*Input material:*
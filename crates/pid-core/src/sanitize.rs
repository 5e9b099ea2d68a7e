//! Allow-list validation for externally supplied diagram markup.
//!
//! The loader asks these rules whether an attribute or stylesheet may
//! survive. Every rejection becomes a `SceneDiagnostic` rather than an
//! error; the scene is always produced.

use serde::Serialize;

// ─── Diagnostic types ────────────────────────────────────────────────────

/// Severity of a loader finding.
#[derive(Debug, Clone, Copy, PartialEq, Eq, Serialize)]
pub enum DiagnosticSeverity {
    /// Content was dropped or the document was unusable.
    Warning,
    /// A harmless normalisation (e.g. a missing `viewBox`).
    Info,
}

/// A single loader finding.
#[derive(Debug, Clone, Serialize)]
pub struct SceneDiagnostic {
    /// Tag name or `#id` of the element concerned; empty for document-level findings.
    pub element: String,
    pub message: String,
    pub severity: DiagnosticSeverity,
    /// Short rule identifier (e.g. "element-not-allowed").
    pub rule: &'static str,
}

impl SceneDiagnostic {
    pub fn warning(rule: &'static str, element: impl Into<String>, message: impl Into<String>) -> Self {
        Self {
            element: element.into(),
            message: message.into(),
            severity: DiagnosticSeverity::Warning,
            rule,
        }
    }

    pub fn info(rule: &'static str, element: impl Into<String>, message: impl Into<String>) -> Self {
        Self {
            element: element.into(),
            message: message.into(),
            severity: DiagnosticSeverity::Info,
            rule,
        }
    }
}

// ─── Attribute rules ─────────────────────────────────────────────────────

const ALLOWED_ATTRIBUTES: &[&str] = &[
    // geometry
    "x", "y", "x1", "y1", "x2", "y2", "cx", "cy", "r", "rx", "ry", "width", "height", "d",
    "points", "dx", "dy", "transform", "viewBox", "preserveAspectRatio",
    // markers & gradients
    "refX", "refY", "markerWidth", "markerHeight", "markerUnits", "orient", "marker-start",
    "marker-mid", "marker-end", "offset", "stop-color", "stop-opacity", "gradientUnits",
    "gradientTransform", "fx", "fy", "fr", "spreadMethod",
    // paint
    "fill", "fill-opacity", "fill-rule", "stroke", "stroke-width", "stroke-opacity",
    "stroke-dasharray", "stroke-dashoffset", "stroke-linecap", "stroke-linejoin",
    "stroke-miterlimit", "opacity", "color", "visibility", "display", "vector-effect",
    // text
    "font-family", "font-size", "font-weight", "font-style", "text-anchor",
    "dominant-baseline", "alignment-baseline", "letter-spacing", "text-decoration",
    // misc
    "style", "xml:space", "type", "media",
];

/// Why an attribute was rejected.
#[derive(Debug, Clone, Copy, PartialEq, Eq)]
pub enum AttributeVerdict {
    Keep,
    /// Not in the allow-list.
    Unknown,
    /// Event handler or script-bearing value.
    Unsafe,
}

/// Decide whether an attribute (namespace-stripped name) may be kept.
///
/// `href`/`xlink:href` are only kept as local `#fragment` references.
pub fn check_attribute(name: &str, value: &str) -> AttributeVerdict {
    if name.len() > 2 && name.get(..2).is_some_and(|p| p.eq_ignore_ascii_case("on")) {
        return AttributeVerdict::Unsafe;
    }
    if value_is_unsafe(value) {
        return AttributeVerdict::Unsafe;
    }
    if name == "href" {
        return if value.trim_start().starts_with('#') {
            AttributeVerdict::Keep
        } else {
            AttributeVerdict::Unsafe
        };
    }
    if name == "style" && !stylesheet_is_safe(value) {
        return AttributeVerdict::Unsafe;
    }
    if ALLOWED_ATTRIBUTES.contains(&name) {
        AttributeVerdict::Keep
    } else {
        AttributeVerdict::Unknown
    }
}

fn value_is_unsafe(value: &str) -> bool {
    let lowered: String = value
        .chars()
        .filter(|c| !c.is_whitespace())
        .collect::<String>()
        .to_ascii_lowercase();
    lowered.contains("javascript:") || lowered.contains("vbscript:") || lowered.contains("data:text/html")
}

/// A `<style>` body or `style` attribute may not fetch or execute anything.
/// `url(#id)` references to local paint servers are fine.
pub fn stylesheet_is_safe(css: &str) -> bool {
    let lowered = css.to_ascii_lowercase();
    if lowered.contains("@import") || lowered.contains("expression(") || value_is_unsafe(&lowered) {
        return false;
    }
    let mut rest = lowered.as_str();
    while let Some(pos) = rest.find("url(") {
        let arg = rest[pos + 4..].trim_start().trim_start_matches(['"', '\'']);
        if !arg.starts_with('#') {
            return false;
        }
        rest = &rest[pos + 4..];
    }
    true
}
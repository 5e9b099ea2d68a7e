//! Report and diagram exports.
//!
//! A design result plus the project parameters become one self-contained
//! document in HTML, RTF or Word 2003 XML. Every format shares the section
//! order fixed in `report`; the diagram is always re-emitted from the
//! sanitized scene, never copied from the model's raw string.

pub mod download;
pub mod html;
pub mod markdown;
pub mod report;
pub mod rtf;
pub mod wordml;

pub use download::{Download, ReportFormat, diagram_png, diagram_svg, report_filename, slug};
pub use report::{ExportOptions, Report};

use pid_core::ProjectData;
use pid_core::design::DesignResults;
use pid_render::RasterError;

#[derive(Debug, thiserror::Error)]
pub enum ExportError {
    #[error("the design has no process diagram")]
    NoDiagram,
    #[error("could not rasterize the diagram: {0}")]
    Raster(#[from] RasterError),
    #[error("invalid export input: {0}")]
    Json(#[from] serde_json::Error),
}

/// Render a report in `format`.
pub fn export_report(
    results: &DesignResults,
    project: &ProjectData,
    format: ReportFormat,
    options: &ExportOptions,
) -> Download {
    let report = Report::build(results, project, options);
    let text = match format {
        ReportFormat::Html => html::render(&report),
        ReportFormat::Rtf => rtf::render(&report),
        ReportFormat::WordXml => wordml::render(&report),
    };
    log::debug!(
        "exported {format} report ({} bytes) for {}",
        text.len(),
        project.project_type.code()
    );
    Download::text(
        report_filename(project.project_type, format),
        format.mime(),
        text,
    )
}

/// `export_report` from the JSON wire forms of the design and project.
pub fn export_report_json(
    results_json: &str,
    project_json: &str,
    format: ReportFormat,
    options: &ExportOptions,
) -> Result<Download, ExportError> {
    let results: DesignResults = serde_json::from_str(results_json)?;
    let project: ProjectData = serde_json::from_str(project_json)?;
    Ok(export_report(&results, &project, format, options))
}
//! Project parameters collected by the proposal wizard.
//!
//! The wire format is the camelCase JSON the design service expects;
//! `ProjectType` and `EffluentType` serialize as their display labels.

use serde::{Deserialize, Serialize};
use std::fmt;

// ─── Project type ────────────────────────────────────────────────────────

#[derive(Debug, Clone, Copy, PartialEq, Eq, Hash, Serialize, Deserialize)]
pub enum ProjectType {
    #[serde(rename = "Sewage Treatment Plant (STP)")]
    Stp,
    #[serde(rename = "Effluent Treatment Plant (ETP)")]
    Etp,
    #[serde(rename = "Water Treatment Plant (WTP)")]
    Wtp,
    #[serde(rename = "Reverse Osmosis (RO) Plant")]
    Ro,
    #[serde(rename = "Common Effluent Treatment Plant (CETP)")]
    Cetp,
    #[serde(rename = "Solid Waste Management (SWM)")]
    Swm,
    #[serde(rename = "Waste to Energy (WTE)")]
    Wte,
}

impl ProjectType {
    /// Wizard order.
    pub const ALL: [ProjectType; 7] = [
        Self::Stp,
        Self::Etp,
        Self::Cetp,
        Self::Wtp,
        Self::Ro,
        Self::Swm,
        Self::Wte,
    ];

    pub fn label(self) -> &'static str {
        match self {
            Self::Stp => "Sewage Treatment Plant (STP)",
            Self::Etp => "Effluent Treatment Plant (ETP)",
            Self::Wtp => "Water Treatment Plant (WTP)",
            Self::Ro => "Reverse Osmosis (RO) Plant",
            Self::Cetp => "Common Effluent Treatment Plant (CETP)",
            Self::Swm => "Solid Waste Management (SWM)",
            Self::Wte => "Waste to Energy (WTE)",
        }
    }

    /// Short code, e.g. `STP`.
    pub fn code(self) -> &'static str {
        match self {
            Self::Stp => "STP",
            Self::Etp => "ETP",
            Self::Wtp => "WTP",
            Self::Ro => "RO",
            Self::Cetp => "CETP",
            Self::Swm => "SWM",
            Self::Wte => "WTE",
        }
    }

    /// Accepts a code (`etp`) or a full label.
    pub fn parse(input: &str) -> Option<Self> {
        let input = input.trim();
        Self::ALL
            .into_iter()
            .find(|t| t.code().eq_ignore_ascii_case(input) || t.label() == input)
    }

    /// Solid-waste plants are sized in tonnes per day, liquid plants in KLD.
    pub fn capacity_unit(self) -> &'static str {
        if self.is_solid_waste() { "TPD" } else { "KLD" }
    }

    pub fn is_solid_waste(self) -> bool {
        matches!(self, Self::Swm | Self::Wte)
    }

    /// Industrial effluent plants, which take pollutant categories.
    pub fn takes_effluent_types(self) -> bool {
        matches!(self, Self::Etp | Self::Cetp)
    }

    pub fn technologies(self) -> &'static [Technology] {
        match self {
            Self::Stp => STP_TECHNOLOGIES,
            Self::Etp | Self::Cetp => EFFLUENT_TECHNOLOGIES,
            Self::Wtp => WTP_TECHNOLOGIES,
            Self::Ro => RO_TECHNOLOGIES,
            Self::Swm => SWM_TECHNOLOGIES,
            Self::Wte => WTE_TECHNOLOGIES,
        }
    }

    /// Input parameters shown for this plant type, in form order.
    pub fn parameters(self) -> &'static [ParameterDetail] {
        match self {
            Self::Stp => STP_PARAMETERS,
            Self::Etp | Self::Cetp => EFFLUENT_PARAMETERS,
            Self::Wtp => WTP_PARAMETERS,
            Self::Ro => RO_PARAMETERS,
            Self::Swm => SWM_PARAMETERS,
            Self::Wte => WTE_PARAMETERS,
        }
    }
}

*Directions:* The first line of the entries above marks where to begin; repeat each line exactly through the one that contains "use serde::Serialize;", and include that line.

*Solution for this exercise:*
filename crates/pid-core/src/sanitize.rs
repository 5e9b099ea2d68a7e
//! Allow-list validation for externally supplied diagram markup.
//!
//! The loader asks these rules whether an attribute or stylesheet may
//! survive. Every rejection becomes a `SceneDiagnostic` rather than an
//! error; the scene is always produced.

use serde::Serialize;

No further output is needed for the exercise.